Image courtesy of Robotic Drilling Systems.

Once the stuff of science fiction, artificial intelligence (AI) has become ubiquitous in our daily life, and the modern oil and gas industry is no exception.

Artificial neural networks, fuzzy logic, and evolutionary algorithms are common among AI techniques being applied today in oil and gas reservoir simulation, production and drilling optimization, drilling automation and process control, and data mining.

“Today, when you talk to information technology (IT) people, they mention four trends: social media, mobile devices, the cloud, and big data,” said Reid Smith, manager of IT Upstream Services at Marathon Oil, and a fellow of the Association for the Advancement of Artificial Intelligence.

Social media are in everyday use for collaboration; mobile devices are proving valuable in field operations; cloud computing has the potential to deliver cost savings and increased flexibility and performance in networking and data management; and hyperdimensional, complex, big data are well suited for analysis by machine learning, which is a key element of today’s applications of AI.

In addition to a large existing volume of historical oil and gas data, today’s increasingly complex upstream environments generate vast amounts of data for which the value is greatly enhanced with cutting-edge IT. “Some argue there is a substantial amount of oil to be found by applying new analysis techniques to data already on the shelf,” Smith said.

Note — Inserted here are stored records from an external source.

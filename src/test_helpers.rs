//! Shared test fixtures: an in-process mock league API and server spawning.

use axum::Json;
use axum::Router;
use axum::extract::Path;
use axum::http::StatusCode;
use axum::response::IntoResponse;
use axum::routing::get;
use serde_json::{Value, json};
use tokio::net::TcpListener;

use crate::api::LeagueApi;
use crate::config::SiteConfig;
use crate::state::AppState;

/// Serve `router` on an ephemeral localhost port and return its base URL.
pub async fn spawn_router(router: Router) -> String {
    let listener = TcpListener::bind("127.0.0.1:0").await.expect("bind ephemeral port");
    let addr = listener.local_addr().expect("listener address");
    tokio::spawn(async move {
        axum::serve(listener, router).await.expect("test server failed");
    });
    format!("http://{addr}")
}

/// App state wired to an upstream at `base_url`.
pub fn state_for(base_url: &str) -> AppState {
    let config = SiteConfig::with_base_url(base_url);
    let api = LeagueApi::new(&config.api_base_url, config.timeouts).expect("client builds");
    AppState::new(config, api)
}

/// Upstream whose every endpoint fails: error statuses and non-envelope
/// bodies, never a 404 for the routed paths.
pub fn broken_upstream() -> Router {
    Router::new()
        .route("/seasons", get(|| async { (StatusCode::INTERNAL_SERVER_ERROR, "boom") }))
        .route("/teams", get(|| async { "not json" }))
        .route("/matches", get(|| async { Json(json!({ "items": [] })) }))
        .route("/standings", get(|| async { Json(json!({ "data": "nope" })) }))
        .route("/news", get(|| async { StatusCode::SERVICE_UNAVAILABLE }))
        .route("/partners", get(|| async { Json(json!({ "data": null })) }))
        .route("/teams/{slug}", get(|| async { (StatusCode::INTERNAL_SERVER_ERROR, "boom") }))
        .route("/matches/{id}", get(|| async { (StatusCode::BAD_GATEWAY, "upstream down") }))
        .route("/players/{slug}", get(|| async { Json(json!({ "name": "no envelope" })) }))
}

fn envelope(data: Value) -> Json<Value> {
    Json(json!({ "data": data }))
}

fn not_found() -> (StatusCode, Json<Value>) {
    (StatusCode::NOT_FOUND, Json(json!({ "data": null, "error": "not found" })))
}

fn team_ref(id: i64, name: &str, slug: &str, short: &str) -> Value {
    json!({ "id": id, "name": name, "slug": slug, "short_name": short })
}

pub fn fixture_teams() -> Value {
    json!([
        {
            "id": 1, "name": "Patna Pirates", "slug": "patna-pirates", "short_name": "PAT",
            "city": "Patna", "home_ground": "Patliputra Sports Complex", "captain": "Sachin", "coach": "Narender Redhu"
        },
        {
            "id": 2, "name": "U Mumba", "slug": "u-mumba", "short_name": "MUM",
            "city": "Mumbai", "captain": "Sunil Kumar"
        },
        { "id": 3, "name": "Bengal Warriors", "slug": "bengal-warriors", "short_name": "BEN" }
    ])
}

pub fn fixture_matches() -> Value {
    let pat = team_ref(1, "Patna Pirates", "patna-pirates", "PAT");
    let mum = team_ref(2, "U Mumba", "u-mumba", "MUM");
    let ben = team_ref(3, "Bengal Warriors", "bengal-warriors", "BEN");
    json!([
        {
            "id": 10, "match_number": 1, "match_type": "League", "date": "2024-10-18T19:30:00Z",
            "venue": "Gachibowli", "home_team": pat, "away_team": mum,
            "home_score": 41, "away_score": 33, "is_finished": true
        },
        {
            "id": 11, "match_number": 2, "match_type": "League", "date": "2024-10-19T19:30:00Z",
            "home_team": mum, "away_team": ben, "home_score": 30, "away_score": 30, "is_finished": true
        },
        {
            "id": 12, "match_number": 3, "match_type": "Final", "date": "2024-12-29T20:00:00Z",
            "home_team": pat, "away_team": ben
        }
    ])
}

fn fixture_news(count: usize) -> Value {
    let items: Vec<Value> = (1..=count)
        .map(|i| {
            json!({
                "id": i,
                "title": format!("Story {i}"),
                "summary": format!("Summary {i}"),
                "published_at": format!("2024-10-{:02}T10:00:00Z", i.min(28)),
            })
        })
        .collect();
    Value::Array(items)
}

/// Upstream serving a small, consistent league.
pub fn fixture_upstream() -> Router {
    Router::new()
        .route(
            "/seasons",
            get(|| async { envelope(json!([{ "id": 10, "name": "Season 10" }, { "id": 11, "name": "Season 11" }])) }),
        )
        .route("/teams", get(|| async { envelope(fixture_teams()) }))
        .route("/teams/{slug}", get(team_handler))
        .route("/teams/{slug}/stats", get(team_stats_handler))
        .route("/teams/{slug}/squads/{season}", get(squad_handler))
        .route("/matches", get(|| async { envelope(fixture_matches()) }))
        .route("/matches/{id}", get(match_handler))
        .route("/matches/{id}/lineup-stats", get(lineup_handler))
        .route(
            "/standings",
            get(|| async {
                envelope(json!([
                    { "team": team_ref(2, "U Mumba", "u-mumba", "MUM"), "played": 2, "won": 0, "drawn": 1, "lost": 1, "points": 3 },
                    { "team": team_ref(1, "Patna Pirates", "patna-pirates", "PAT"), "played": 1, "won": 1, "points": 5 },
                    { "team": team_ref(3, "Bengal Warriors", "bengal-warriors", "BEN"), "played": 1, "drawn": 1, "points": 3 }
                ]))
            }),
        )
        .route("/players/{slug}", get(player_handler))
        .route("/players/{slug}/stats", get(player_stats_handler))
        .route("/news", get(|| async { envelope(fixture_news(20)) }))
        .route(
            "/partners",
            get(|| async { envelope(json!([{ "id": 1, "name": "Dream11", "tier": "Title" }])) }),
        )
}

async fn team_handler(Path(slug): Path<String>) -> impl IntoResponse {
    let teams = fixture_teams();
    let found = teams
        .as_array()
        .and_then(|teams| teams.iter().find(|t| t["slug"] == slug.as_str()).cloned());
    match found {
        Some(team) => envelope(team).into_response(),
        None => not_found().into_response(),
    }
}

async fn team_stats_handler(Path(slug): Path<String>) -> impl IntoResponse {
    if slug == "patna-pirates" {
        envelope(json!({
            "matches_played": 1, "wins": 1, "raid_points": 25, "tackle_points": 12,
            "total_raids": 40, "successful_raids": 22, "total_tackles": 30, "successful_tackles": 12
        }))
        .into_response()
    } else {
        not_found().into_response()
    }
}

async fn squad_handler(Path((slug, season)): Path<(String, i64)>) -> impl IntoResponse {
    if slug == "patna-pirates" && season == 11 {
        envelope(json!({
            "season_id": 11,
            "players": [
                { "id": 100, "name": "Devank Dalal", "slug": "devank-dalal", "position": "Raider", "jersey_number": 7 },
                { "id": 101, "name": "Ankit Jaglan", "slug": "ankit-jaglan", "position": "Defender" }
            ]
        }))
        .into_response()
    } else {
        envelope(json!([])).into_response()
    }
}

async fn match_handler(Path(id): Path<i64>) -> impl IntoResponse {
    let matches = fixture_matches();
    let found = matches
        .as_array()
        .and_then(|ms| ms.iter().find(|m| m["id"] == id).cloned());
    match found {
        Some(m) => envelope(m).into_response(),
        None => not_found().into_response(),
    }
}

async fn lineup_handler(Path(id): Path<i64>) -> impl IntoResponse {
    if id == 10 {
        envelope(json!([
            { "player_name": "Devank Dalal", "player_slug": "devank-dalal", "team_id": 1, "role": "Raider",
              "is_starter": true, "raid_points": 14, "tackle_points": 0, "bonus_points": 2, "total_points": 16 },
            { "player_name": "Sunil Kumar", "team_id": 2, "role": "Defender",
              "is_starter": true, "raid_points": 0, "tackle_points": 4, "total_points": 4 }
        ]))
        .into_response()
    } else {
        envelope(json!([])).into_response()
    }
}

async fn player_handler(Path(slug): Path<String>) -> impl IntoResponse {
    if slug == "devank-dalal" {
        envelope(json!({
            "id": 100, "name": "Devank Dalal", "slug": "devank-dalal", "position": "Raider",
            "jersey_number": 7, "nationality": "India",
            "team": team_ref(1, "Patna Pirates", "patna-pirates", "PAT")
        }))
        .into_response()
    } else {
        not_found().into_response()
    }
}

async fn player_stats_handler(Path(slug): Path<String>) -> impl IntoResponse {
    if slug == "devank-dalal" {
        envelope(json!({
            "matches_played": 24, "total_points": 301, "raid_points": 280, "tackle_points": 21,
            "total_raids": 400, "successful_raids": 200, "super_tens": 15
        }))
        .into_response()
    } else {
        not_found().into_response()
    }
}
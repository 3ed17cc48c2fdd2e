//! Match detail: scoreline and both sides' lineup statistics.

use leptos::prelude::*;
use leptos::tachys::view::any_view::IntoAny;

use crate::api::types::{LineupEntry, Match, TeamRef};
use crate::shape::matches::MatchStatus;
use crate::shape::standings::lineup_for_team;
use crate::shape::{display_date, display_time};
use crate::views::components::{EmptyState, SplitBar, StatusBadge};

pub struct MatchDetailData {
    pub m: Match,
    pub lineup: Vec<LineupEntry>,
}

#[component]
pub fn MatchDetailPage(data: MatchDetailData) -> impl IntoView {
    let MatchDetailData { m, lineup } = data;
    let status = MatchStatus::of(&m);
    let home = lineup_for_team(&lineup, m.home_team.id);
    let away = lineup_for_team(&lineup, m.away_team.id);
    let raid = |side: &[LineupEntry]| side.iter().map(|e| e.raid_points).sum::<u32>();
    let tackle = |side: &[LineupEntry]| side.iter().map(|e| e.tackle_points).sum::<u32>();
    let comparison = (!lineup.is_empty()).then(|| {
        view! {
            <section class="comparison">
                <h2>"Points breakdown"</h2>
                <SplitBar left_label="Raid" left=raid(&home) right_label="Raid" right=raid(&away)/>
                <SplitBar left_label="Tackle" left=tackle(&home) right_label="Tackle" right=tackle(&away)/>
            </section>
        }
    });
    let when = match display_time(m.date.as_deref()) {
        Some(t) => format!("{} · {t}", display_date(m.date.as_deref())),
        None => display_date(m.date.as_deref()),
    };
    let score = |s: Option<u32>| s.map_or_else(|| "-".to_owned(), |s| s.to_string());

    view! {
        <section class="match-hero">
            <div class="match-hero__meta">
                {m.match_type.clone().map(|t| view! { <span class="match-card__stage">{t}</span> })}
                <StatusBadge status=status/>
                <span>{when}</span>
                {m.venue.clone().map(|v| view! { <span>{v}</span> })}
            </div>
            <div class="match-hero__score">
                <TeamLink team=m.home_team.clone()/>
                <span class="match-hero__numbers">
                    {format!("{} : {}", score(m.home_score), score(m.away_score))}
                </span>
                <TeamLink team=m.away_team.clone()/>
            </div>
            {m.summary.clone().map(|s| view! { <p class="match-hero__summary">{s}</p> })}
        </section>
        {comparison}
        <div class="lineups">
            <LineupTable team=m.home_team.clone() entries=home/>
            <LineupTable team=m.away_team entries=away/>
        </div>
    }
}

#[component]
fn TeamLink(team: TeamRef) -> impl IntoView {
    view! {
        <a class="match-hero__team" href=format!("/teams/{}", team.slug)>
            {team.logo_url.map(|src| view! { <img class="match-hero__logo" src=src alt=""/> })}
            {team.name}
        </a>
    }
}

#[component]
fn LineupTable(team: TeamRef, entries: Vec<LineupEntry>) -> impl IntoView {
    let heading = format!("{} lineup", team.name);
    if entries.is_empty() {
        return view! {
            <section class="lineup">
                <h2>{heading}</h2>
                <EmptyState message="Lineup statistics are not available for this match."/>
            </section>
        }
        .into_any();
    }
    let rows = entries
        .into_iter()
        .map(|e| {
            let name = match e.player_slug {
                Some(slug) => view! { <a href=format!("/players/{slug}")>{e.player_name}</a> }.into_any(),
                None => view! { <span>{e.player_name}</span> }.into_any(),
            };
            let starter = if e.is_starter { "Starting 7" } else { "Substitute" };
            view! {
                <tr>
                    <td>{name}</td>
                    <td>{e.role.unwrap_or_default()}</td>
                    <td>{starter}</td>
                    <td>{e.raid_points.to_string()}</td>
                    <td>{e.tackle_points.to_string()}</td>
                    <td>{e.bonus_points.to_string()}</td>
                    <td class="standings__points">{e.total_points.to_string()}</td>
                </tr>
            }
        })
        .collect::<Vec<_>>();

    view! {
        <section class="lineup">
            <h2>{heading}</h2>
            <table class="standings">
                <thead>
                    <tr>
                        <th>"Player"</th>
                        <th>"Role"</th>
                        <th></th>
                        <th>"Raid"</th>
                        <th>"Tackle"</th>
                        <th>"Bonus"</th>
                        <th>"Total"</th>
                    </tr>
                </thead>
                <tbody>{rows}</tbody>
            </table>
        </section>
    }
    .into_any()
}
//! Shared application state.
//!
//! DESIGN
//! ======
//! `AppState` is injected into Axum handlers via the `State` extractor. It
//! holds the site configuration, the upstream API client, and the live
//! scoreboard. Nothing here is mutated by handlers; the scoreboard is written
//! only by its background task.

use std::sync::Arc;

use crate::api::LeagueApi;
use crate::config::SiteConfig;
use crate::live::{self, SharedScoreboard};

/// Shared application state, injected into Axum handlers via State extractor.
/// Clone is required by Axum; all inner fields are Arc-wrapped or Clone.
#[derive(Clone)]
pub struct AppState {
    pub config: Arc<SiteConfig>,
    pub api: LeagueApi,
    pub live: SharedScoreboard,
}

impl AppState {
    #[must_use]
    pub fn new(config: SiteConfig, api: LeagueApi) -> Self {
        Self { config: Arc::new(config), api, live: live::shared() }
    }
}
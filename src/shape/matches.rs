//! Match ordering, status labels, results, and schedule filtering.

use std::cmp::Reverse;

use crate::api::types::Match;

use super::parse_timestamp;

// =============================================================================
// TIERS
// =============================================================================

/// Competition stage, in display priority order: Final first, unrecognized
/// stages last.
#[derive(Debug, Clone, Copy, PartialEq, Eq, PartialOrd, Ord)]
pub enum MatchTier {
    Final,
    SemiFinal,
    Eliminator,
    Qualifier,
    League,
    Other,
}

impl MatchTier {
    /// Classify a raw stage label. Case, spaces, hyphens, and a trailing
    /// number are ignored, so "Semi Final", "semi-final 2", and "SemiFinal"
    /// agree.
    #[must_use]
    pub fn parse(raw: Option<&str>) -> Self {
        let Some(raw) = raw else {
            return Self::Other;
        };
        let key: String = raw
            .chars()
            .filter(char::is_ascii_alphanumeric)
            .map(|c| c.to_ascii_lowercase())
            .collect();
        match key.trim_end_matches(|c: char| c.is_ascii_digit()) {
            "final" | "grandfinal" => Self::Final,
            "semifinal" | "semifinals" | "semis" => Self::SemiFinal,
            k if k.starts_with("eliminator") => Self::Eliminator,
            k if k.starts_with("qualifier") => Self::Qualifier,
            "league" | "leaguestage" | "leaguematch" => Self::League,
            _ => Self::Other,
        }
    }

    #[must_use]
    pub fn of(m: &Match) -> Self {
        Self::parse(m.match_type.as_deref())
    }
}

/// Order matches by tier (Final first), then by date, newest first. Matches
/// without a usable date sort after dated ones in the same tier.
pub fn sort_matches(matches: &mut [Match]) {
    matches.sort_by_cached_key(|m| (MatchTier::of(m), Reverse(m.date.as_deref().and_then(parse_timestamp))));
}

/// Upcoming fixtures first-to-last by date, for "next up" widgets.
#[must_use]
pub fn upcoming(matches: &[Match], limit: usize) -> Vec<Match> {
    let mut pending: Vec<Match> = matches
        .iter()
        .filter(|m| MatchStatus::of(m) == MatchStatus::Upcoming)
        .cloned()
        .collect();
    pending.sort_by_cached_key(|m| {
        let ts = m.date.as_deref().and_then(parse_timestamp);
        (ts.is_none(), ts)
    });
    pending.truncate(limit);
    pending
}

// =============================================================================
// STATUS
// =============================================================================

#[derive(Debug, Clone, Copy, PartialEq, Eq)]
pub enum MatchStatus {
    Upcoming,
    Live,
    Draw,
    Finished,
}

impl MatchStatus {
    /// Status label rules: a finished flag wins over scores; otherwise equal
    /// scores read as a draw and unequal scores as a live match. Without both
    /// scores the match has not started.
    #[must_use]
    pub fn of(m: &Match) -> Self {
        if m.is_finished {
            return Self::Finished;
        }
        match (m.home_score, m.away_score) {
            (Some(h), Some(a)) if h == a => Self::Draw,
            (Some(_), Some(_)) => Self::Live,
            _ => Self::Upcoming,
        }
    }

    #[must_use]
    pub fn label(self) -> &'static str {
        match self {
            Self::Upcoming => "Upcoming",
            Self::Live => "Live",
            Self::Draw => "Draw",
            Self::Finished => "Finished",
        }
    }

    #[must_use]
    pub fn css_class(self) -> &'static str {
        match self {
            Self::Upcoming => "status status--upcoming",
            Self::Live => "status status--live",
            Self::Draw => "status status--draw",
            Self::Finished => "status status--finished",
        }
    }
}

// =============================================================================
// RESULTS
// =============================================================================

#[derive(Debug, Clone, Copy, PartialEq, Eq)]
pub enum ResultLetter {
    Win,
    Loss,
    Draw,
}

impl ResultLetter {
    #[must_use]
    pub fn letter(self) -> &'static str {
        match self {
            Self::Win => "W",
            Self::Loss => "L",
            Self::Draw => "D",
        }
    }
}

/// Result of a finished match from `team_id`'s side. `None` if the match is
/// unfinished, unscored, or the team did not play in it.
#[must_use]
pub fn result_letter(m: &Match, team_id: i64) -> Option<ResultLetter> {
    if !m.is_finished {
        return None;
    }
    let (home, away) = (m.home_score?, m.away_score?);
    let (ours, theirs) = if m.home_team.id == team_id {
        (home, away)
    } else if m.away_team.id == team_id {
        (away, home)
    } else {
        return None;
    };
    Some(match ours.cmp(&theirs) {
        std::cmp::Ordering::Greater => ResultLetter::Win,
        std::cmp::Ordering::Less => ResultLetter::Loss,
        std::cmp::Ordering::Equal => ResultLetter::Draw,
    })
}

/// The team's last `n` results, most recent first.
#[must_use]
pub fn team_form(matches: &[Match], team_id: i64, n: usize) -> Vec<ResultLetter> {
    let mut played: Vec<&Match> = matches.iter().filter(|m| result_letter(m, team_id).is_some()).collect();
    played.sort_by_cached_key(|m| Reverse(m.date.as_deref().and_then(parse_timestamp)));
    played
        .into_iter()
        .filter_map(|m| result_letter(m, team_id))
        .take(n)
        .collect()
}

// =============================================================================
// FILTERING
// =============================================================================

#[derive(Debug, Clone, Copy, PartialEq, Eq)]
pub enum StatusFilter {
    Upcoming,
    /// In progress: live or level on scores.
    Live,
    Finished,
}

impl StatusFilter {
    /// Unknown or `all` values mean no status filter.
    #[must_use]
    pub fn parse(raw: Option<&str>) -> Option<Self> {
        match raw.map(|s| s.trim().to_ascii_lowercase()).as_deref() {
            Some("upcoming") => Some(Self::Upcoming),
            Some("live") => Some(Self::Live),
            Some("finished" | "completed" | "results") => Some(Self::Finished),
            _ => None,
        }
    }

    #[must_use]
    pub fn as_str(self) -> &'static str {
        match self {
            Self::Upcoming => "upcoming",
            Self::Live => "live",
            Self::Finished => "finished",
        }
    }

    fn accepts(self, status: MatchStatus) -> bool {
        match self {
            Self::Upcoming => status == MatchStatus::Upcoming,
            Self::Live => matches!(status, MatchStatus::Live | MatchStatus::Draw),
            Self::Finished => status == MatchStatus::Finished,
        }
    }
}

/// Schedule dropdown selections. Empty selections filter nothing.
#[derive(Debug, Clone, Default, PartialEq, Eq)]
pub struct ScheduleFilter {
    pub team: Option<String>,
    pub status: Option<StatusFilter>,
}

impl ScheduleFilter {
    #[must_use]
    pub fn new(team: Option<&str>, status: Option<&str>) -> Self {
        Self {
            team: team.map(str::trim).filter(|t| !t.is_empty() && *t != "all").map(str::to_owned),
            status: StatusFilter::parse(status),
        }
    }

    #[must_use]
    pub fn matches(&self, m: &Match) -> bool {
        let team_ok = self.team.as_deref().is_none_or(|slug| m.involves(slug));
        let status_ok = self.status.is_none_or(|s| s.accepts(MatchStatus::of(m)));
        team_ok && status_ok
    }

    #[must_use]
    pub fn apply(&self, matches: Vec<Match>) -> Vec<Match> {
        matches.into_iter().filter(|m| self.matches(m)).collect()
    }
}

#[cfg(test)]
#[path = "matches_test.rs"]
mod tests;
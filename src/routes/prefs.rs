//! Theme preference toggle.
//!
//! The preference is the only client-side state the site keeps. It lives in
//! a plain cookie and is read back by every page render.

use axum::Form;
use axum::response::{IntoResponse, Redirect};
use axum_extra::extract::cookie::{Cookie, CookieJar, SameSite};
use serde::Deserialize;

use crate::views::Theme;

pub const THEME_COOKIE: &str = "league_theme";

#[derive(Debug, Default, Deserialize)]
pub struct ThemeForm {
    #[serde(default)]
    pub return_to: Option<String>,
}

/// Theme recorded in the request's cookies, light when absent or unknown.
#[must_use]
pub fn theme_from(jar: &CookieJar) -> Theme {
    Theme::parse(jar.get(THEME_COOKIE).map(Cookie::value))
}

/// Only same-site absolute paths are followed; anything else goes home.
#[must_use]
pub fn safe_return_path(raw: Option<&str>) -> &str {
    match raw {
        Some(p) if p.starts_with('/') && !p.starts_with("//") && !p.contains('\\') => p,
        _ => "/",
    }
}

/// `POST /preferences/theme` — flip the theme cookie and go back.
pub async fn toggle_theme(jar: CookieJar, Form(form): Form<ThemeForm>) -> impl IntoResponse {
    let next = theme_from(&jar).toggled();
    tracing::debug!(theme = next.as_str(), "theme preference changed");
    let cookie = Cookie::build((THEME_COOKIE, next.as_str()))
        .path("/")
        .http_only(true)
        .same_site(SameSite::Lax)
        .max_age(time::Duration::days(365))
        .build();
    let target = safe_return_path(form.return_to.as_deref()).to_owned();
    (jar.add(cookie), Redirect::to(&target))
}
//! Static pages: league information and the video hub.

use leptos::prelude::*;
use leptos::tachys::view::any_view::IntoAny;

use crate::content::{ABOUT_FACTS, ABOUT_INTRO, GLOSSARY, Video};
use crate::views::components::EmptyState;

#[component]
pub fn AboutPage(#[prop(into)] site_name: String) -> impl IntoView {
    let facts = ABOUT_FACTS
        .iter()
        .map(|f| view! { <dt>{f.label}</dt><dd>{f.value}</dd> })
        .collect::<Vec<_>>();
    let terms = GLOSSARY
        .iter()
        .map(|t| view! { <dt>{t.name}</dt><dd>{t.meaning}</dd> })
        .collect::<Vec<_>>();

    view! {
        <h1>{format!("About {site_name}")}</h1>
        <p>{ABOUT_INTRO}</p>
        <section>
            <h2>"The game"</h2>
            <dl class="facts">{facts}</dl>
        </section>
        <section>
            <h2>"Glossary"</h2>
            <dl class="facts">{terms}</dl>
        </section>
    }
}

#[component]
pub fn VideosPage(
    videos: Vec<&'static Video>,
    categories: Vec<&'static str>,
    selected: Option<String>,
) -> impl IntoView {
    let chips = std::iter::once(("All", "/videos".to_owned(), selected.is_none()))
        .chain(categories.into_iter().map(|c| {
            let active = selected.as_deref().is_some_and(|s| s.eq_ignore_ascii_case(c));
            (c, format!("/videos?category={}", c.replace(' ', "+")), active)
        }))
        .map(|(label, href, active)| {
            let class = if active { "chip chip--active" } else { "chip" };
            view! { <a class=class href=href>{label}</a> }
        })
        .collect::<Vec<_>>();
    let body = if videos.is_empty() {
        view! { <EmptyState message="No videos in this category."/> }.into_any()
    } else {
        let cards = videos
            .into_iter()
            .map(|v| {
                view! {
                    <a class="video-card" href=v.url rel="noopener">
                        <span class="video-card__category">{v.category}</span>
                        <span class="video-card__title">{v.title}</span>
                        <span class="video-card__duration">{v.duration}</span>
                    </a>
                }
            })
            .collect::<Vec<_>>();
        view! { <div class="video-grid">{cards}</div> }.into_any()
    };

    view! {
        <h1>"Videos"</h1>
        <nav class="chips">{chips}</nav>
        {body}
    }
}
//! Router assembly.
//!
//! SYSTEM CONTEXT
//! ==============
//! Browser pages are server-rendered HTML under `/`; the only JSON surface is
//! the live scoreboard snapshot. Every page handler fetches from the league
//! API through `AppState::api`, so a failed upstream degrades a section to
//! its empty state instead of failing the request.

pub mod pages;
pub mod prefs;

use axum::Router;
use axum::extract::State;
use axum::http::{StatusCode, header};
use axum::response::{IntoResponse, Json};
use axum::routing::{get, post};
use tower_http::compression::CompressionLayer;
use tower_http::cors::{Any, CorsLayer};
use tower_http::trace::TraceLayer;

use crate::services::scoreboard;
use crate::state::AppState;

const STYLESHEET: &str = include_str!("../../static/site.css");

/// Machine-facing routes: liveness and the scoreboard feed.
fn api_routes() -> Router<AppState> {
    let cors = CorsLayer::new().allow_origin(Any).allow_methods(Any).allow_headers(Any);

    Router::new()
        .route("/api/live", get(live_snapshot))
        .route("/healthz", get(healthz))
        .layer(cors)
}

/// Full application router.
pub fn app(state: AppState) -> Router {
    Router::new()
        .route("/", get(pages::home))
        .route("/schedule", get(pages::schedule))
        .route("/matches/{id}", get(pages::match_detail))
        .route("/teams", get(pages::teams))
        .route("/teams/{slug}", get(pages::team_detail))
        .route("/players/{slug}", get(pages::player))
        .route("/standings", get(pages::standings))
        .route("/news", get(pages::news))
        .route("/about", get(pages::about))
        .route("/videos", get(pages::videos))
        .route("/preferences/theme", post(prefs::toggle_theme))
        .route("/static/site.css", get(stylesheet))
        .merge(api_routes())
        .fallback(pages::fallback)
        .layer(CompressionLayer::new())
        .layer(TraceLayer::new_for_http())
        .with_state(state)
}

/// `GET /api/live` — current scoreboard snapshot.
async fn live_snapshot(State(state): State<AppState>) -> impl IntoResponse {
    Json(scoreboard::snapshot(&state.live).await)
}

async fn stylesheet() -> impl IntoResponse {
    (
        [
            (header::CONTENT_TYPE, "text/css; charset=utf-8"),
            (header::CACHE_CONTROL, "public, max-age=3600"),
        ],
        STYLESHEET,
    )
}

async fn healthz() -> StatusCode {
    StatusCode::OK
}

#[cfg(test)]
#[path = "mod_test.rs"]
mod tests;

It is important to distinguish between data management and AI. SPE’s Artificial Intelligence and Predictive Analytics (AIPA) group was previously a subsection of SPE’s Digital Energy Technical Section. Now it constitutes its own technical section, Petroleum Data Driven Analytics. Essentially, digital energy is the curating—gathering, storage, and generation—of data, whereas AIPA involves using the data to perform tasks without human intervention, said Shahab D. Mohaghegh, professor of petroleum and natural gas engineering at West Virginia University, and founder of oilfield consulting and software company Intelligent Solutions, Inc. (ISI).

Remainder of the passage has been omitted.